Indian online medical provider

Medlife was an Indian online platform, which provided pharmacy, diagnostics, and e-consultation in India. It was founded in 2014 by Prashant Singh and Tushar Kumar. The company had a central laboratory based in Bangalore and operated in 29 states. In 2021, PharmEasy acquired Medlife, and merged Medlife's operations into its own platform.

==History==

The company started out as an online platform for medicine delivery and later expanded to offer online doctor consultation and diagnostic services. Medlife offered one consumer-facing mobile app for accessing all three services.

Founding team Saurabh Mittal (CTO), Saurabh Agarwal (CFO) and Raghunandan Sreenivasan (COO) led the company to over $150M ARR within four years of incorporation.

In November 2018, Medlife acquired healthcare start-up EClinic to expand Medlife's e-consultation services and enhance online doctor access.

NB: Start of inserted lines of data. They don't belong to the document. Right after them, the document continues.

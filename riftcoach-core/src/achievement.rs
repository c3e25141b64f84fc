//! Achievement catalog and evaluation.
//!
//! The catalog is a fixed table of definitions; each definition is a
//! predicate over [`AggregatedStats`]. Evaluation here is pure — the
//! engine pairs it with the store's guarded insert so an achievement id
//! unlocks at most once per player.

use chrono::{DateTime, Utc};
use serde::{Deserialize, Serialize};

use crate::types::Rarity;

/// Aggregated player statistics the achievement predicates evaluate against.
///
/// Assembled by the caller (stat aggregation is a reporting concern, not an
/// engine one) after any stat-affecting event.
#[derive(Debug, Clone, Serialize, Deserialize)]
pub struct AggregatedStats {
    /// Lifetime wins.
    pub total_wins: u32,
    /// Lifetime matches.
    pub total_matches: u32,
    /// Current consecutive-win streak.
    pub current_win_streak: u32,
    /// Kills in the most recent match.
    pub last_match_kills: u32,
    /// Deaths in the most recent match.
    pub last_match_deaths: u32,
    /// Damage dealt in the most recent match.
    pub last_match_damage: u32,
    /// Lifetime win rate, 0.0–1.0.
    pub win_rate: f64,
    /// The player's best champion record, when one exists.
    pub best_champion: Option<ChampionRecord>,
}

/// Win-rate record for a single champion.
#[derive(Debug, Clone, Serialize, Deserialize)]
pub struct ChampionRecord {
    /// Champion name.
    pub name: String,
    /// Win rate on this champion, 0.0–1.0.
    pub win_rate: f64,
    /// Matches played on this champion.
    pub games: u32,
}

/// An immutable achievement definition in the catalog.
pub struct AchievementDef {
    /// Stable catalog identifier.
    pub id: &'static str,
    /// Display name.
    pub name: &'static str,
    /// Display description.
    pub description: &'static str,
    /// Grouping for the UI ("progression", "streak", ...).
    pub category: &'static str,
    /// Rarity band (drives the display reward weight).
    pub rarity: Rarity,
    /// Unlock predicate.
    pub predicate: fn(&AggregatedStats) -> bool,
}

impl std::fmt::Debug for AchievementDef {
    fn fmt(&self, f: &mut std::fmt::Formatter<'_>) -> std::fmt::Result {
        f.debug_struct("AchievementDef")
            .field("id", &self.id)
            .field("rarity", &self.rarity)
            .finish_non_exhaustive()
    }
}

/// A per-player unlock, returned to callers for display.
#[derive(Debug, Clone, Serialize, Deserialize)]
pub struct Achievement {
    /// Catalog identifier.
    pub id: String,
    /// Display name.
    pub name: String,
    /// Display description.
    pub description: String,
    /// UI grouping.
    pub category: String,
    /// Rarity band.
    pub rarity: Rarity,
    /// Display reward weight for this rarity.
    pub reward_points: u32,
    /// When the player unlocked it.
    pub unlocked_at: DateTime<Utc>,
}

impl Achievement {
    /// Build the display record for a definition unlocked at `unlocked_at`.
    #[must_use]
    pub fn from_def(def: &AchievementDef, unlocked_at: DateTime<Utc>) -> Self {
        Self {
            id: def.id.to_string(),
            name: def.name.to_string(),
            description: def.description.to_string(),
            category: def.category.to_string(),
            rarity: def.rarity,
            reward_points: def.rarity.reward_points(),
            unlocked_at,
        }
    }
}

/// The fixed achievement catalog.
#[must_use]
pub fn catalog() -> &'static [AchievementDef] {
    &CATALOG
}

static CATALOG: [AchievementDef; 11] = [
    AchievementDef {
        id: "first_victory",
        name: "First Victory",
        description: "Win your first match",
        category: "progression",
        rarity: Rarity::Common,
        predicate: |s| s.total_wins >= 1,
    },
    AchievementDef {
        id: "seasoned",
        name: "Seasoned Summoner",
        description: "Play 25 matches",
        category: "progression",
        rarity: Rarity::Common,
        predicate: |s| s.total_matches >= 25,
    },
    AchievementDef {
        id: "centurion",
        name: "Centurion",
        description: "Play 100 matches",
        category: "progression",
        rarity: Rarity::Uncommon,
        predicate: |s| s.total_matches >= 100,
    },
    AchievementDef {
        id: "hot_streak",
        name: "Hot Streak",
        description: "Win 5 matches in a row",
        category: "streak",
        rarity: Rarity::Rare,
        predicate: |s| s.current_win_streak >= 5,
    },
    AchievementDef {
        id: "unstoppable",
        name: "Unstoppable",
        description: "Win 10 matches in a row",
        category: "streak",
        rarity: Rarity::Epic,
        predicate: |s| s.current_win_streak >= 10,
    },
    AchievementDef {
        id: "untouchable",
        name: "Untouchable",
        description: "Finish a match with 5+ kills and no deaths",
        category: "performance",
        rarity: Rarity::Uncommon,
        predicate: |s| s.last_match_deaths == 0 && s.last_match_kills >= 5,
    },
    AchievementDef {
        id: "double_digits",
        name: "Double Digits",
        description: "Score 10+ kills in a single match",
        category: "performance",
        rarity: Rarity::Uncommon,
        predicate: |s| s.last_match_kills >= 10,
    },
    AchievementDef {
        id: "wrecking_ball",
        name: "Wrecking Ball",
        description: "Deal 40 000+ damage in a single match",
        category: "performance",
        rarity: Rarity::Rare,
        predicate: |s| s.last_match_damage >= 40_000,
    },
    AchievementDef {
        id: "ladder_climber",
        name: "Climbing the Ladder",
        description: "Hold a 55% win rate over 50+ matches",
        category: "consistency",
        rarity: Rarity::Rare,
        predicate: |s| s.win_rate >= 0.55 && s.total_matches >= 50,
    },
    AchievementDef {
        id: "one_trick",
        name: "One-Trick Prodigy",
        description: "Hold a 70% win rate on one champion over 10+ games",
        category: "mastery",
        rarity: Rarity::Epic,
        predicate: |s| {
            s.best_champion
                .as_ref()
                .is_some_and(|c| c.win_rate >= 0.7 && c.games >= 10)
        },
    },
    AchievementDef {
        id: "living_legend",
        name: "Living Legend",
        description: "Hold a 65% win rate over 200+ matches",
        category: "consistency",
        rarity: Rarity::Legendary,
        predicate: |s| s.win_rate >= 0.65 && s.total_matches >= 200,
    },
];

/// Evaluate the catalog against `stats`, skipping ids in `already_unlocked`.
///
/// Returns the definitions whose predicates pass, in catalog order. The
/// caller is responsible for the guarded insert that makes the unlock stick
/// exactly once.
#[must_use]
pub fn newly_satisfied(
    stats: &AggregatedStats,
    already_unlocked: &[String],
) -> Vec<&'static AchievementDef> {
    CATALOG
        .iter()
        .filter(|def| !already_unlocked.iter().any(|id| id == def.id))
        .filter(|def| (def.predicate)(stats))
        .collect()
}
//! Match scoring — performance score and per-match flow score.
//!
//! Both scorers start from a base of 50 and add independently capped terms,
//! then clamp to [0, 100]. The per-term caps bound any single stat's
//! influence: no metric can saturate a score alone. Both functions are total
//! over sanitized [`ParticipantMetrics`] and cannot fail.
//!
//! The caps are the live coach's shipped tuning; they are deliberately kept
//! as named constants rather than re-derived.

use crate::extract::ParticipantMetrics;

/// Every score starts here before term contributions.
pub const BASE_SCORE: f64 = 50.0;

// Performance score term caps.
const KDA_CAP: f64 = 20.0;
const CS_EFFICIENCY_CAP: f64 = 15.0;
const DAMAGE_RATE_CAP: f64 = 15.0;
const VISION_CAP: f64 = 10.0;
const OBJECTIVE_CAP: f64 = 10.0;
const WIN_BONUS: f64 = 10.0;

// Flow score term caps.
const SPREE_CAP: f64 = 20.0;
const MULTI_KILL_CAP: f64 = 20.0;
const SURVIVAL_CAP: f64 = 10.0;
const OBJECTIVE_FOCUS_CAP: f64 = 15.0;

/// Overall performance score for one match, in [0, 100].
#[must_use]
pub fn performance_score(m: &ParticipantMetrics) -> f64 {
    let minutes = m.minutes_played();

    let kda = (f64::from(m.kills + m.assists) / m.deaths_divisor() * 5.0).min(KDA_CAP);
    let cs_efficiency = (m.cs_per_minute() / 5.0 * 10.0).min(CS_EFFICIENCY_CAP);
    let damage_rate = (f64::from(m.damage_dealt) / minutes / 100.0 * 10.0).min(DAMAGE_RATE_CAP);
    let vision = (f64::from(m.vision_score) / 5.0).min(VISION_CAP);
    let objectives = (f64::from((m.turret_kills + m.inhibitor_kills) * 2)).min(OBJECTIVE_CAP);
    let win_bonus = if m.win { WIN_BONUS } else { 0.0 };

    (BASE_SCORE + kda + cs_efficiency + damage_rate + vision + objectives + win_bonus)
        .clamp(0.0, 100.0)
}

/// Flow-state score for one match, in [0, 100].
///
/// Rewards sustained aggression (sprees, multi-kills), death discipline,
/// survival, and objective focus. This is a per-match signal; the
/// session-level [`crate::flow::FlowState`] is tracked separately.
#[must_use]
pub fn match_flow_score(m: &ParticipantMetrics) -> f64 {
    let spree = (f64::from(m.largest_killing_spree) * 2.0).min(SPREE_CAP);
    let multi_kills = (f64::from(m.double_kills) * 2.0
        + f64::from(m.triple_kills) * 5.0
        + f64::from(m.quadra_kills) * 10.0
        + f64::from(m.penta_kills) * 20.0)
        .min(MULTI_KILL_CAP);
    let death_discipline = match m.deaths {
        0 => 15.0,
        1 | 2 => 10.0,
        _ => 0.0,
    };
    let survival = (f64::from(m.longest_time_alive_secs) / 300.0 * 10.0).min(SURVIVAL_CAP);
    let objective_focus =
        (f64::from((m.turret_kills + m.inhibitor_kills + m.baron_kills) * 5)).min(OBJECTIVE_FOCUS_CAP);

    (BASE_SCORE + spree + multi_kills + death_discipline + survival + objective_focus)
        .clamp(0.0, 100.0)
}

Medlife’s diagnostic services were still in their early stages, primarily offering lab tests and limited home sample collection. In January 2019, Medlife strategically acquired MedLabz, a three-year-old digital healthcare startup providing diagnostic and AI-driven health services, operating in 120 cities. MedLabz was founded by IIT Bombay and IIT Delhi alumni, including Harshal Jain, Kumar Akarsh, Piyush Singh, Srikanth Kumar Manne, Nimish Mehta, and Siddharth Bidwan (Founding CEO).

In May 2019, Medlife acquired MyraMed, a medicine-delivery startup to boost its medicine delivery service and expand its logistics network.

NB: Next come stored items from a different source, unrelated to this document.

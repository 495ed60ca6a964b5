use futures::{SinkExt, StreamExt};
use tokio::net::TcpStream;
use tokio::sync::mpsc;
use tokio_util::codec::Framed;

use crate::game::MatchCommand;
use crate::models::ClientAction;

use super::codec::FrameCodec;

/// Pump one seat's connection.
///
/// Incoming frames become [`MatchCommand`]s; payloads the manager queues on
/// `outbound` are framed and written out. Returns once the peer leaves, the
/// framing breaks, or the manager drops its end of `outbound`.
///
/// Every forwarded command is answered on `outbound`, so the next frame is
/// only read after a reply has gone out, and a command waiting for room in
/// the queue never blocks the reply path.
pub async fn handle_connection(
    seat: usize,
    mut framed: Framed<TcpStream, FrameCodec>,
    commands: mpsc::Sender<MatchCommand>,
    mut outbound: mpsc::Receiver<String>,
) {
    let mut pending: Option<MatchCommand> = None;
    let mut awaiting_reply = false;

    loop {
        tokio::select! {
            out = outbound.recv() => {
                match out {
                    Some(payload) => {
                        if let Err(err) = framed.send(payload).await {
                            tracing::error!(seat, %err, "failed to send frame");
                            break;
                        }
                        awaiting_reply = false;
                    }
                    // match finished; everything queued has been written
                    None => return,
                }
            }

            permit = commands.reserve(), if pending.is_some() => {
                let Ok(permit) = permit else {
                    return;
                };
                if let Some(cmd) = pending.take() {
                    permit.send(cmd);
                    awaiting_reply = true;
                }
            }

            frame = framed.next(), if pending.is_none() && !awaiting_reply => {
                match frame {
                    Some(Ok(payload)) => {
                        pending = Some(match ClientAction::parse(&payload) {
                            Ok(action) => MatchCommand::Action { seat, action },
                            Err(err) => MatchCommand::Malformed { seat, reason: err.to_string() },
                        });
                    }
                    Some(Err(err)) => {
                        tracing::warn!(seat, %err, "protocol violation, dropping connection");
                        break;
                    }
                    None => {
                        tracing::info!(seat, "connection closed by peer");
                        break;
                    }
                }
            }
        }
    }

    let _ = commands.send(MatchCommand::Disconnect { seat }).await;
}
//! Rule and wire constants shared by the game core and the server.

/// Seats in a match. Turn order wraps modulo this value.
pub const PLAYER_COUNT: usize = 2;

/// Face-up slots per tier.
pub const CARDS_IN_ROW: usize = 4;

/// Points that end the game at the close of the scoring player's turn.
pub const WINNING_POINTS: u32 = 15;

/// A color must hold at least this many gems before two may be taken from it.
pub const TWO_SAME_RESERVE: u32 = 4;

/// Width of the ASCII decimal length header in front of every frame.
pub const HEADER_LENGTH: usize = 5;

/// Largest payload the header can describe.
pub const MAX_PAYLOAD_LENGTH: usize = 99_999;

/// Longest accepted username, in UTF-8 bytes.
pub const MAX_USERNAME_BYTES: usize = 15;

/// Size of the raw read used for the username handshake.
pub const HANDSHAKE_BUFFER: usize = 1024;

/// Reply sent for any rejected action.
pub const REJECTED_REPLY: &str = "False";

pub const DEFAULT_DECKS_PATH: &str = "data/decks.json";

/// How long a fresh connection has to send its username. Handshakes run
/// side by side, so a silent connection only ever holds up itself.
pub const HANDSHAKE_TIMEOUT_SECS: u64 = 10;

/// How long connection tasks get to flush their last frames after a match.
pub const SHUTDOWN_GRACE_SECS: u64 = 5;

pub const COMMAND_QUEUE: usize = 64;

/// Replies queued per seat. A seat has at most one request in flight, so a
/// full queue means the client stopped reading and the seat is dropped.
pub const OUTBOUND_QUEUE: usize = 16;
use serde::{Deserialize, Serialize};
use std::collections::BTreeMap;

use crate::domain::{Game, GemSet, Player};

/// The complete state as clients see it. Field order matches the wire format.
#[derive(Debug, Clone, PartialEq, Eq, Serialize, Deserialize)]
pub struct GameSnapshot {
    /// Empty until the game is over, then the winning seat.
    pub winner: String,
    pub current_player: String,
    pub players: BTreeMap<String, PublicPlayer>,
    pub cardfield: CardFieldView,
    pub bank: BankView,
}

#[derive(Debug, Clone, PartialEq, Eq, Serialize, Deserialize)]
pub struct PublicPlayer {
    pub name: String,
    pub assets: GemSet,
    pub bonus: GemSet,
    pub points: u32,
}

#[derive(Debug, Clone, PartialEq, Eq, Serialize, Deserialize)]
pub struct CardFieldView {
    pub open_cards: Vec<Vec<String>>,
    pub decks_card_count: Vec<usize>,
}

#[derive(Debug, Clone, PartialEq, Eq, Serialize, Deserialize)]
pub struct BankView {
    pub gems: GemSet,
}

impl From<&Player> for PublicPlayer {
    fn from(player: &Player) -> Self {
        Self {
            name: player.name.clone(),
            assets: player.assets,
            bonus: player.bonus,
            points: player.points,
        }
    }
}

impl GameSnapshot {
    pub fn from_game(game: &Game) -> Self {
        Self {
            winner: game.winner().map(|w| w.to_string()).unwrap_or_default(),
            current_player: game.current_player_index().to_string(),
            players: game
                .players()
                .iter()
                .enumerate()
                .map(|(seat, p)| (seat.to_string(), PublicPlayer::from(p)))
                .collect(),
            cardfield: CardFieldView {
                open_cards: game.card_field().open_card_ids(),
                decks_card_count: game.card_field().decks_card_count(),
            },
            bank: BankView {
                gems: *game.bank().gems(),
            },
        }
    }

    pub fn player(&self, seat: usize) -> Option<&PublicPlayer> {
        self.players.get(&seat.to_string())
    }
}
use anyhow::{Context, Result};
use clap::Parser;
use tracing_subscriber::EnvFilter;

use gem_exchange::app::Lobby;
use gem_exchange::card_game::DeckCatalog;
use gem_exchange::config::{Args, ServerConfig};

#[tokio::main]
async fn main() -> Result<()> {
    let config = ServerConfig::from(Args::parse());

    let filter = match config.log_filter.as_deref() {
        Some(filter) => EnvFilter::new(filter),
        None => EnvFilter::try_from_default_env().unwrap_or_else(|_| EnvFilter::new("info")),
    };
    tracing_subscriber::fmt().with_env_filter(filter).init();

    let catalog = DeckCatalog::load(&config.decks_path)
        .with_context(|| format!("loading {}", config.decks_path.display()))?;

    let mut lobby = Lobby::bind(config.bind).await?;
    tracing::info!(addr = %config.bind, "listening for players");

    tokio::select! {
        res = lobby.fill() => res?,
        _ = shutdown_signal() => {
            tracing::info!("server stopped");
            return Ok(());
        }
    }

    tokio::select! {
        outcome = lobby.start_match(&catalog, config.seed) => {
            let outcome = outcome?;
            tracing::info!(?outcome, "server stopped");
        }
        _ = shutdown_signal() => {
            tracing::info!("server stopped during match");
        }
    }
    Ok(())
}

async fn shutdown_signal() {
    tokio::signal::ctrl_c().await.ok();
    tracing::info!("received shutdown signal");
}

In August 2019, Ananth Narayanan (former CEO of Myntra) joined Medlife as the Co-Founder and Chief Executive Officer.

According to a Frost and Sullivan report Medlife owns 30 per cent of the e-Pharma market share in India.

In May 2020, Medlife became multilingual, offering services in Hindi.

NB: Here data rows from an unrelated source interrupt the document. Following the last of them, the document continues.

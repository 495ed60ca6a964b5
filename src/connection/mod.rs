pub mod client;
pub mod codec;
pub mod handler;

pub use client::Client;
pub use codec::{encode_frame, encode_header, parse_header, FrameCodec};
pub use handler::handle_connection;
pub mod game;
pub mod protocol;

pub use game::{BankView, CardFieldView, GameSnapshot, PublicPlayer};
pub use protocol::{parse_start, ClientAction, ServerReply};
use rand::Rng;

use crate::domain::Card;
use crate::error::GameError;
use crate::shared::CARDS_IN_ROW;

use super::catalog::DeckCatalog;
use super::deck::Deck;

/// One row of face-up slots per tier. A slot only refills from its own tier.
#[derive(Debug, Clone)]
pub struct CardField {
    decks: Vec<Deck>,
    open_cards: Vec<Vec<Option<Card>>>,
}

impl CardField {
    /// Rows start empty; call [`CardField::lay_out`] to deal them.
    pub fn new(decks: Vec<Deck>) -> Self {
        let open_cards = decks.iter().map(|_| vec![None; CARDS_IN_ROW]).collect();
        Self { decks, open_cards }
    }

    pub fn from_catalog<R: Rng + ?Sized>(catalog: &DeckCatalog, rng: &mut R) -> Self {
        let decks = catalog
            .tiers()
            .iter()
            .map(|tier| Deck::shuffled(tier.cards.clone(), rng))
            .collect();
        Self::new(decks)
    }

    pub fn tier_count(&self) -> usize {
        self.decks.len()
    }

    pub fn lay_out(&mut self) {
        for (deck, row) in self.decks.iter_mut().zip(self.open_cards.iter_mut()) {
            for slot in row.iter_mut().filter(|s| s.is_none()) {
                *slot = deck.pop();
            }
        }
    }

    fn check_bounds(&self, row: usize, col: usize) -> Result<(), GameError> {
        if row < self.open_cards.len() && col < CARDS_IN_ROW {
            Ok(())
        } else {
            Err(GameError::SlotOutOfRange { row, col })
        }
    }

    pub fn get_card(&self, row: usize, col: usize) -> Result<Option<&Card>, GameError> {
        self.check_bounds(row, col)?;
        Ok(self.open_cards[row][col].as_ref())
    }

    /// Take the card in a slot and refill the slot from the same tier.
    pub fn pop_card(&mut self, row: usize, col: usize) -> Result<Option<Card>, GameError> {
        self.check_bounds(row, col)?;
        let replacement = self.decks[row].pop();
        Ok(std::mem::replace(&mut self.open_cards[row][col], replacement))
    }

    /// Face-up card ids per tier, `""` for an empty slot.
    pub fn open_card_ids(&self) -> Vec<Vec<String>> {
        self.open_cards
            .iter()
            .map(|row| {
                row.iter()
                    .map(|slot| slot.as_ref().map(|c| c.id.clone()).unwrap_or_default())
                    .collect()
            })
            .collect()
    }

    pub fn decks_card_count(&self) -> Vec<usize> {
        self.decks.iter().map(Deck::len).collect()
    }
}
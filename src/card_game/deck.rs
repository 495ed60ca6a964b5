use rand::seq::SliceRandom;
use rand::Rng;

use crate::domain::Card;

/// One tier's draw pile. Shuffled once when built, never refilled.
#[derive(Debug, Clone)]
pub struct Deck {
    cards: Vec<Card>,
}

impl Deck {
    pub fn shuffled<R: Rng + ?Sized>(mut cards: Vec<Card>, rng: &mut R) -> Self {
        cards.shuffle(rng);
        Self { cards }
    }

    /// Build a deck that deals in reverse order of `cards` (last element first).
    pub fn stacked(cards: Vec<Card>) -> Self {
        Self { cards }
    }

    pub fn pop(&mut self) -> Option<Card> {
        self.cards.pop()
    }

    pub fn len(&self) -> usize {
        self.cards.len()
    }

    pub fn is_empty(&self) -> bool {
        self.cards.is_empty()
    }
}
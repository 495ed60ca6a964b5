use serde::{Deserialize, Serialize};

use super::gems::{Color, GemSet};

#[derive(Debug, Clone, PartialEq, Eq, Serialize, Deserialize)]
pub struct Card {
    pub id: String,
    pub color: Color,
    pub points: u32,
    pub price: GemSet,
}

impl Card {
    pub fn new(id: impl Into<String>, color: Color, points: u32, price: GemSet) -> Self {
        Self {
            id: id.into(),
            color,
            points,
            price,
        }
    }

    pub fn can_be_bought(&self, assets: &GemSet, bonus: &GemSet) -> bool {
        self.price.subtract_clamped(&(*assets + *bonus)).total() == 0
    }
}

#[cfg(test)]
mod tests {
    use super::*;

    fn card(price: [u32; 5]) -> Card {
        Card::new("t1-07", Color::Red, 1, GemSet::new(price))
    }

    #[test]
    fn test_assets_alone_cover_price() {
        let c = card([1, 1, 0, 0, 2]);
        assert!(c.can_be_bought(&GemSet::new([1, 1, 0, 0, 2]), &GemSet::EMPTY));
        assert!(!c.can_be_bought(&GemSet::new([1, 1, 0, 0, 1]), &GemSet::EMPTY));
    }

    #[test]
    fn test_bonus_makes_up_the_difference() {
        let c = card([0, 3, 0, 0, 0]);
        let assets = GemSet::new([0, 1, 0, 0, 0]);
        assert!(!c.can_be_bought(&assets, &GemSet::single(Color::White, 1)));
        assert!(c.can_be_bought(&assets, &GemSet::single(Color::White, 2)));
    }

    #[test]
    fn test_surplus_in_other_colors_does_not_help() {
        let c = card([0, 0, 2, 0, 0]);
        assert!(!c.can_be_bought(&GemSet::new([5, 5, 1, 5, 5]), &GemSet::EMPTY));
    }

    #[test]
    fn test_free_card() {
        let c = card([0; 5]);
        assert!(c.can_be_bought(&GemSet::EMPTY, &GemSet::EMPTY));
    }
}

In May 2021, Medlife was acquired reportedly for $250 million by PharmEasy, as a result of which Medlife's operations were discontinued and users were migrated to PharmEasy. The merger made PharmEasy the largest e-pharmacy company in India with 2 million customers.

==Funding==
Medlife received roughly $30 million from Alkem Laboratories' Family Office. Kumar and Singh also claim to have put $20 million of personal funds into the business.

In April 2019, Medlife received $17 million in funding from Kumar's family trust.

In December 2019, Medlife raised $15.5 million from Wilson Global Opportunities Fund in debt funding.